── Extracted entries ──
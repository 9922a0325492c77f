//! Server configuration: command-line flags with `VMCTL_*` environment
//! fallbacks.

use std::net::{Ipv4Addr, SocketAddr};
use std::path::PathBuf;
use std::time::Duration;

use clap::Parser;
use vmctl_executor::{
    CloudHypervisorBackend, GuestConfig, NetworkConfig, OrchestratorConfig, ProcessSupervisor,
    DEFAULT_STATE_ROOT,
};

/// vmctl management API server.
#[derive(Debug, Clone, Parser)]
#[command(name = "vmctl-gateway", version, about)]
pub struct GatewayArgs {
    /// Address the HTTP API listens on.
    #[arg(long, env = "VMCTL_LISTEN_ADDR", default_value = "127.0.0.1:3456")]
    pub listen_addr: SocketAddr,

    /// Directory holding per-VM state directories and control sockets.
    #[arg(long, env = "VMCTL_STATE_ROOT", default_value = DEFAULT_STATE_ROOT)]
    pub state_root: PathBuf,

    /// Path to the cloud-hypervisor binary, or a name looked up in PATH.
    #[arg(long, env = "VMCTL_HYPERVISOR", default_value = "cloud-hypervisor")]
    pub hypervisor: PathBuf,

    /// Guest kernel image.
    #[arg(long, env = "VMCTL_KERNEL", default_value = "/var/lib/vmctl/vmlinux")]
    pub kernel: PathBuf,

    /// Guest root filesystem image.
    #[arg(long, env = "VMCTL_ROOTFS", default_value = "/var/lib/vmctl/rootfs.ext4")]
    pub rootfs: PathBuf,

    /// Guest memory in MiB.
    #[arg(long, env = "VMCTL_MEMORY_MIB", default_value_t = 512)]
    pub memory_mib: u32,

    /// Guest vCPU count.
    #[arg(long, env = "VMCTL_VCPUS", default_value_t = 1, value_parser = clap::value_parser!(u8).range(1..))]
    pub vcpus: u8,

    /// How long to wait for a new hypervisor's control socket, in ms.
    #[arg(long, env = "VMCTL_READINESS_TIMEOUT_MS", default_value_t = 10_000)]
    pub readiness_timeout_ms: u64,

    /// Time a hypervisor gets to exit after SIGTERM before SIGKILL, in ms.
    #[arg(long, env = "VMCTL_STOP_GRACE_MS", default_value_t = 5_000)]
    pub stop_grace_ms: u64,

    /// Deadline of each control socket call, in ms.
    #[arg(long, env = "VMCTL_API_TIMEOUT_MS", default_value_t = 30_000)]
    pub api_timeout_ms: u64,

    /// Deadline of a start request, in ms.
    #[arg(long, env = "VMCTL_REQUEST_TIMEOUT_MS", default_value_t = 60_000)]
    pub request_timeout_ms: u64,

    /// First address of the guest network pool; must be /30 aligned.
    #[arg(long, env = "VMCTL_NETWORK_BASE", default_value = "172.20.0.0")]
    pub network_base: Ipv4Addr,

    /// Number of /30 slots (and tap devices) in the pool.
    #[arg(long, env = "VMCTL_NETWORK_CAPACITY", default_value_t = 256)]
    pub network_capacity: u16,

    /// Interval of the background health check, in ms. `0` disables it.
    #[arg(long, env = "VMCTL_HEALTH_INTERVAL_MS", default_value_t = 5_000)]
    pub health_interval_ms: u64,
}

impl GatewayArgs {
    /// Orchestrator settings derived from the flags.
    #[must_use]
    pub fn orchestrator_config(&self) -> OrchestratorConfig {
        let mut guest = GuestConfig::new(self.kernel.clone(), self.rootfs.clone());
        guest.mem_size_mib = self.memory_mib;
        guest.vcpu_count = self.vcpus;

        let mut network = NetworkConfig::default();
        network.base = self.network_base;
        network.capacity = self.network_capacity;

        let mut config = OrchestratorConfig::new(self.state_root.clone(), guest);
        config.readiness_timeout = Duration::from_millis(self.readiness_timeout_ms);
        config.network = network;
        config
    }

    /// cloud-hypervisor backend configured from the flags.
    #[must_use]
    pub fn backend(&self) -> CloudHypervisorBackend {
        CloudHypervisorBackend::new(
            self.hypervisor.clone(),
            ProcessSupervisor::new(Duration::from_millis(self.stop_grace_ms)),
            Duration::from_millis(self.api_timeout_ms),
        )
    }

    #[must_use]
    pub fn request_timeout(&self) -> Duration {
        Duration::from_millis(self.request_timeout_ms)
    }

    /// `None` when the health monitor is disabled.
    #[must_use]
    pub fn health_interval(&self) -> Option<Duration> {
        (self.health_interval_ms > 0).then(|| Duration::from_millis(self.health_interval_ms))
    }
}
───
Task directions —
Each line above should be copied exactly, with no line missing.

Reply —
repository 9922a0325492c77f
//! Server configuration: command-line flags with `VMCTL_*` environment
//! fallbacks.

use std::net::{Ipv4Addr, SocketAddr};
use std::path::PathBuf;
use std::time::Duration;

use clap::Parser;
use vmctl_executor::{
    CloudHypervisorBackend, GuestConfig, NetworkConfig, OrchestratorConfig, ProcessSupervisor,
    DEFAULT_STATE_ROOT,
};

/// vmctl management API server.
#[derive(Debug, Clone, Parser)]
#[command(name = "vmctl-gateway", version, about)]
pub struct GatewayArgs {
    /// Address the HTTP API listens on.
    #[arg(long, env = "VMCTL_LISTEN_ADDR", default_value = "127.0.0.1:3456")]
    pub listen_addr: SocketAddr,

    /// Directory holding per-VM state directories and control sockets.
    #[arg(long, env = "VMCTL_STATE_ROOT", default_value = DEFAULT_STATE_ROOT)]
    pub state_root: PathBuf,

    /// Path to the cloud-hypervisor binary, or a name looked up in PATH.
    #[arg(long, env = "VMCTL_HYPERVISOR", default_value = "cloud-hypervisor")]
    pub hypervisor: PathBuf,

    /// Guest kernel image.
    #[arg(long, env = "VMCTL_KERNEL", default_value = "/var/lib/vmctl/vmlinux")]
    pub kernel: PathBuf,

    /// Guest root filesystem image.
    #[arg(long, env = "VMCTL_ROOTFS", default_value = "/var/lib/vmctl/rootfs.ext4")]
    pub rootfs: PathBuf,

    /// Guest memory in MiB.
    #[arg(long, env = "VMCTL_MEMORY_MIB", default_value_t = 512)]
    pub memory_mib: u32,

    /// Guest vCPU count.
    #[arg(long, env = "VMCTL_VCPUS", default_value_t = 1, value_parser = clap::value_parser!(u8).range(1..))]
    pub vcpus: u8,

    /// How long to wait for a new hypervisor's control socket, in ms.
    #[arg(long, env = "VMCTL_READINESS_TIMEOUT_MS", default_value_t = 10_000)]
    pub readiness_timeout_ms: u64,

    /// Time a hypervisor gets to exit after SIGTERM before SIGKILL, in ms.
    #[arg(long, env = "VMCTL_STOP_GRACE_MS", default_value_t = 5_000)]
    pub stop_grace_ms: u64,

    /// Deadline of each control socket call, in ms.
    #[arg(long, env = "VMCTL_API_TIMEOUT_MS", default_value_t = 30_000)]
    pub api_timeout_ms: u64,

    /// Deadline of a start request, in ms.
    #[arg(long, env = "VMCTL_REQUEST_TIMEOUT_MS", default_value_t = 60_000)]
    pub request_timeout_ms: u64,

    /// First address of the guest network pool; must be /30 aligned.
    #[arg(long, env = "VMCTL_NETWORK_BASE", default_value = "172.20.0.0")]
    pub network_base: Ipv4Addr,

    /// Number of /30 slots (and tap devices) in the pool.
    #[arg(long, env = "VMCTL_NETWORK_CAPACITY", default_value_t = 256)]
    pub network_capacity: u16,

    /// Interval of the background health check, in ms. `0` disables it.
    #[arg(long, env = "VMCTL_HEALTH_INTERVAL_MS", default_value_t = 5_000)]
    pub health_interval_ms: u64,
}

impl GatewayArgs {
    /// Orchestrator settings derived from the flags.
    #[must_use]
    pub fn orchestrator_config(&self) -> OrchestratorConfig {
        let mut guest = GuestConfig::new(self.kernel.clone(), self.rootfs.clone());
        guest.mem_size_mib = self.memory_mib;
        guest.vcpu_count = self.vcpus;

        let mut network = NetworkConfig::default();
        network.base = self.network_base;
        network.capacity = self.network_capacity;

        let mut config = OrchestratorConfig::new(self.state_root.clone(), guest);
        config.readiness_timeout = Duration::from_millis(self.readiness_timeout_ms);
        config.network = network;
        config
    }

    /// cloud-hypervisor backend configured from the flags.
    #[must_use]
    pub fn backend(&self) -> CloudHypervisorBackend {
        CloudHypervisorBackend::new(
            self.hypervisor.clone(),
            ProcessSupervisor::new(Duration::from_millis(self.stop_grace_ms)),
            Duration::from_millis(self.api_timeout_ms),
        )
    }

    #[must_use]
    pub fn request_timeout(&self) -> Duration {
        Duration::from_millis(self.request_timeout_ms)
    }

    /// `None` when the health monitor is disabled.
    #[must_use]
    pub fn health_interval(&self) -> Option<Duration> {
        (self.health_interval_ms > 0).then(|| Duration::from_millis(self.health_interval_ms))
    }
}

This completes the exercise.